A new study on the impact of regional temperature differences on solar generating potential arrives at some surprising conclusions about the world’s best locations for solar power. While the US desert southwest still ranks high, as you’d expect, it turns out that some of the best sites may be in places most of us would never suspect, including the Himalayas and Antarctica. That’s because the crystalline silicon-based photovoltaic (PV) cells that dominate the market today are sensitive to ambient temperature and perform best at low temperatures, such as those found in the polar regions and high altitudes. These results could have interesting implications for future energy supply and greenhouse gas emissions in India and China, and for regional cooperation in what has historically been a tense neighborhood.
The paper by researchers from Japan’s National Institute for Advanced Industrial Science and Technology was published in Environmental Science & Technology. Their approach involved superimposing mapped global average temperatures onto the map of average solar radiation, or “insolation”, that has been the standard guide for assessing solar power potential. This produces some interesting shifts in the world’s best solar locations, particularly by reducing the PV potential of the tropics and increasing that of colder regions. (Note that this comparison isn’t applicable to solar thermal installations.) High-altitude locations look especially attractive for PV for two reasons: Not only are they colder, with average temperatures falling by 4-10ºC for each kilometer of altitude (12-28ºF/mile), but they also receive more sunlight, due to the thinner atmosphere at these heights.

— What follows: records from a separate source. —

//! WebAssembly bindings for the renderer.
//!
//! This module provides JavaScript-callable functions when compiled to WASM.

use wasm_bindgen::prelude::*;

use stage_core::{Color, KeyEvent, KeyPhase, PathGraphic, PointerKind, Scene, SceneNode, Vector2D};

use crate::backend::canvas2d::Canvas2DBackend;
use crate::{InputBinder, Renderer, RendererConfig};

/// Element id the renderer looks for when no canvas is given.
pub const CANVAS_ID: &str = "stage";

/// Initialize the renderer WASM module.
#[wasm_bindgen(start)]
pub fn init() {
    console_error_panic_hook::set_once();
}

/// A scene bound to a page canvas.
#[wasm_bindgen]
pub struct WasmStage {
    scene: Scene,
    renderer: Renderer<Canvas2DBackend>,
    binder: InputBinder,
}

#[wasm_bindgen]
impl WasmStage {
    /// Attach to the canvas with the given element id.
    ///
    /// # Errors
    ///
    /// Returns an error string if the canvas cannot be found.
    #[wasm_bindgen(constructor)]
    pub fn new(canvas_id: &str) -> Result<WasmStage, String> {
        let backend = Canvas2DBackend::from_element_id(canvas_id).map_err(|e| e.to_string())?;
        let rect = backend.client_rect();
        let (width, height) = crate::RenderBackend::size(&backend);
        let config = RendererConfig {
            width,
            height,
            ..RendererConfig::default()
        };
        let renderer = Renderer::with_backend(config, backend).map_err(|e| e.to_string())?;
        Ok(Self {
            scene: Scene::new(f64::from(width), f64::from(height)),
            renderer,
            binder: InputBinder::new(rect, width, height),
        })
    }

    /// Add a shape from SVG-style path data. Returns the node id.
    ///
    /// # Errors
    ///
    /// Returns an error string if the path or color does not parse.
    #[wasm_bindgen(js_name = addShape)]
    pub fn add_shape(&mut self, path: &str, x: f64, y: f64, fill: &str) -> Result<String, String> {
        let graphic = PathGraphic::parse(path).map_err(|e| e.to_string())?;
        let fill: Color = fill.parse().map_err(|e: stage_core::StageError| e.to_string())?;
        let mut node = SceneNode::shape(graphic);
        node.set_position(Vector2D::new(x, y));
        node.style.fill = Some(fill);
        Ok(self.scene.add_node(node).to_string())
    }

    /// Advance and draw one frame.
    ///
    /// # Errors
    ///
    /// Returns an error string if drawing fails.
    pub fn frame(&mut self, now_ms: f64) -> Result<(), String> {
        self.renderer
            .frame(&mut self.scene, now_ms)
            .map(|_| ())
            .map_err(|e| e.to_string())
    }

    /// Forward a pointer event in client coordinates.
    pub fn pointer(&mut self, kind: &str, client_x: f64, client_y: f64) {
        let kind = match kind {
            "down" => PointerKind::Down,
            "up" => PointerKind::Up,
            "wheel" => PointerKind::Wheel,
            _ => PointerKind::Move,
        };
        self.binder.dispatch_pointer(&mut self.scene, kind, client_x, client_y);
    }

    /// Forward a key event.
    pub fn key(&mut self, phase: &str, key: &str) {
        let phase = match phase {
            "up" => KeyPhase::Up,
            "press" => KeyPhase::Press,
            _ => KeyPhase::Down,
        };
        self.binder.dispatch_key(&mut self.scene, &KeyEvent::new(phase, key));
    }

    /// Resize the canvas and rebind input.
    ///
    /// # Errors
    ///
    /// Returns an error string if the size is zero.
    pub fn resize(&mut self, width: u32, height: u32) -> Result<(), String> {
        self.renderer.resize(width, height).map_err(|e| e.to_string())?;
        self.scene.set_viewport(f64::from(width), f64::from(height));
        let rect = self.renderer.backend().client_rect();
        self.binder.resize(rect, width, height);
        Ok(())
    }

    /// Toggle bound outlines.
    #[wasm_bindgen(js_name = setDebugBounds)]
    pub fn set_debug_bounds(&mut self, on: bool) {
        self.renderer.set_debug_bounds(on);
    }
}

The resulting differences in output are significant. The same PV module that generates 600-800 kWh/year per Watt of nameplate capacity in the UK or Germany and 1,400-1,600 kWh/W in Arizona would top 2,000 kWh/W in the Himalayas and parts of the Andes, as well as near the South Pole. The authors recognize that the latter might not be very useful without low-cost, high-volume energy storage, perhaps in the form of hydrogen, due to extended periods of darkness in the antipodal winter. I would note that the enormous distances to the nearest market might also be overcome by borrowing some ideas from the plans for space solar power (SSP). Either way, it doesn’t take high storage or logistical costs to render large-scale Antarctican PV impractical, and the installation, maintenance and transmission challenges in the Andes and Himalayas aren’t trivial, either. Whether the paper’s conclusions turn out to be more than just scientifically interesting will depend on the detailed economics of the projects necessary to implement them.

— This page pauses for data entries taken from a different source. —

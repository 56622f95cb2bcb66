//! Named preset tables for paths and colors.
//!
//! A [`PresetTable`] maps short names to either a polygon (a list of
//! `[x, y]` pairs) or a path-language string, and color names to hex
//! literals. Tables deserialize from JSON:
//!
//! ```
//! use stage_core::PresetTable;
//!
//! let table = PresetTable::from_json(r##"{
//!     "paths": { "wedge": [[0, 0], [10, 0], [0, 10]] },
//!     "colors": { "brand": "#3366ff" }
//! }"##).expect("valid table");
//! assert!(table.path("wedge").is_some());
//! assert_eq!(table.color("brand"), Some("#3366ff"));
//! ```

use std::collections::HashMap;
use std::sync::OnceLock;

use serde::{Deserialize, Serialize};

use crate::StageResult;

/// A named path: either a polygon or a path-language string.
#[derive(Debug, Clone, PartialEq, Serialize, Deserialize)]
#[serde(untagged)]
pub enum PathPreset {
    /// Closed polygon given as `[x, y]` points.
    Polygon(Vec<[f64; 2]>),
    /// Path mini-language source.
    Path(String),
}

/// Lookup table for named paths and colors.
#[derive(Debug, Clone, Default, Serialize, Deserialize)]
pub struct PresetTable {
    /// Named paths.
    #[serde(default)]
    pub paths: HashMap<String, PathPreset>,
    /// Named colors as hex literals.
    #[serde(default)]
    pub colors: HashMap<String, String>,
}

impl PresetTable {
    /// Create an empty table.
    #[must_use]
    pub fn new() -> Self {
        Self::default()
    }

    /// The built-in table shared by the whole process.
    pub fn builtin() -> &'static Self {
        static BUILTIN: OnceLock<PresetTable> = OnceLock::new();
        BUILTIN.get_or_init(Self::defaults)
    }

    /// Parse a table from JSON.
    ///
    /// # Errors
    ///
    /// Returns an error if the JSON does not describe a preset table.
    pub fn from_json(json: &str) -> StageResult<Self> {
        Ok(serde_json::from_str(json)?)
    }

    /// Copy every entry of `other` into this table, replacing same-named entries.
    pub fn merge(&mut self, other: &Self) {
        self.paths
            .extend(other.paths.iter().map(|(k, v)| (k.clone(), v.clone())));
        self.colors
            .extend(other.colors.iter().map(|(k, v)| (k.clone(), v.clone())));
    }

    /// Look up a named path.
    #[must_use]
    pub fn path(&self, name: &str) -> Option<&PathPreset> {
        self.paths.get(name)
    }

    /// Look up a named color's hex literal.
    #[must_use]
    pub fn color(&self, name: &str) -> Option<&str> {
        self.colors
            .get(name)
            .or_else(|| self.colors.get(&name.to_ascii_lowercase()))
            .map(String::as_str)
    }

    fn defaults() -> Self {
        let polygon = |pts: &[[f64; 2]]| PathPreset::Polygon(pts.to_vec());
        let paths = [
            ("rect", polygon(&[[0.0, 0.0], [1.0, 0.0], [1.0, 1.0], [0.0, 1.0]])),
            (
                "square",
                polygon(&[[-0.5, -0.5], [0.5, -0.5], [0.5, 0.5], [-0.5, 0.5]]),
            ),
            ("triangle", polygon(&[[0.0, -0.5], [0.5, 0.5], [-0.5, 0.5]])),
            (
                "diamond",
                polygon(&[[0.0, -0.5], [0.5, 0.0], [0.0, 0.5], [-0.5, 0.0]]),
            ),
            (
                "arrow",
                polygon(&[
                    [-0.5, -0.2],
                    [0.1, -0.2],
                    [0.1, -0.5],
                    [0.5, 0.0],
                    [0.1, 0.5],
                    [0.1, 0.2],
                    [-0.5, 0.2],
                ]),
            ),
            (
                "circle",
                PathPreset::Path("M 0.5 0 A 0.5 0.5 0 1 1 -0.5 0 A 0.5 0.5 0 1 1 0.5 0 Z".into()),
            ),
        ];
        let colors = [
            ("black", "#000000"),
            ("white", "#ffffff"),
            ("red", "#ff0000"),
            ("lime", "#00ff00"),
            ("green", "#008000"),
            ("blue", "#0000ff"),
            ("yellow", "#ffff00"),
            ("cyan", "#00ffff"),
            ("magenta", "#ff00ff"),
            ("orange", "#ffa500"),
            ("purple", "#800080"),
            ("gray", "#808080"),
            ("grey", "#808080"),
            ("silver", "#c0c0c0"),
            ("navy", "#000080"),
            ("teal", "#008080"),
            ("maroon", "#800000"),
            ("olive", "#808000"),
            ("transparent", "#00000000"),
        ];
        Self {
            paths: paths
                .into_iter()
                .map(|(k, v)| (k.to_string(), v))
                .collect(),
            colors: colors
                .into_iter()
                .map(|(k, v)| (k.to_string(), v.to_string()))
                .collect(),
        }
    }
}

The economics of PV entail a lot more than just the solar generating potential in a given location. Proximity to markets, or at least access to transmission, is a big factor, as is price, including both the market price for power and any relevant government or utility incentives or carbon pricing. However, it’s also true that it takes either very high local prices or very high subsidies, such as Germany’s solar Feed-in Tariffs, to make PV competitive in regions with low temperature-adjusted solar output. Such subsidies are a rich-country game on any scale large enough to matter, and even European countries are finding it hard to sustain these added costs as their economies teeter on the brink of another financial crisis and recession. The advantages to developing countries like China and India of pursuing high-altitude solar–even if it requires long transmission lines–could be compelling in the long run.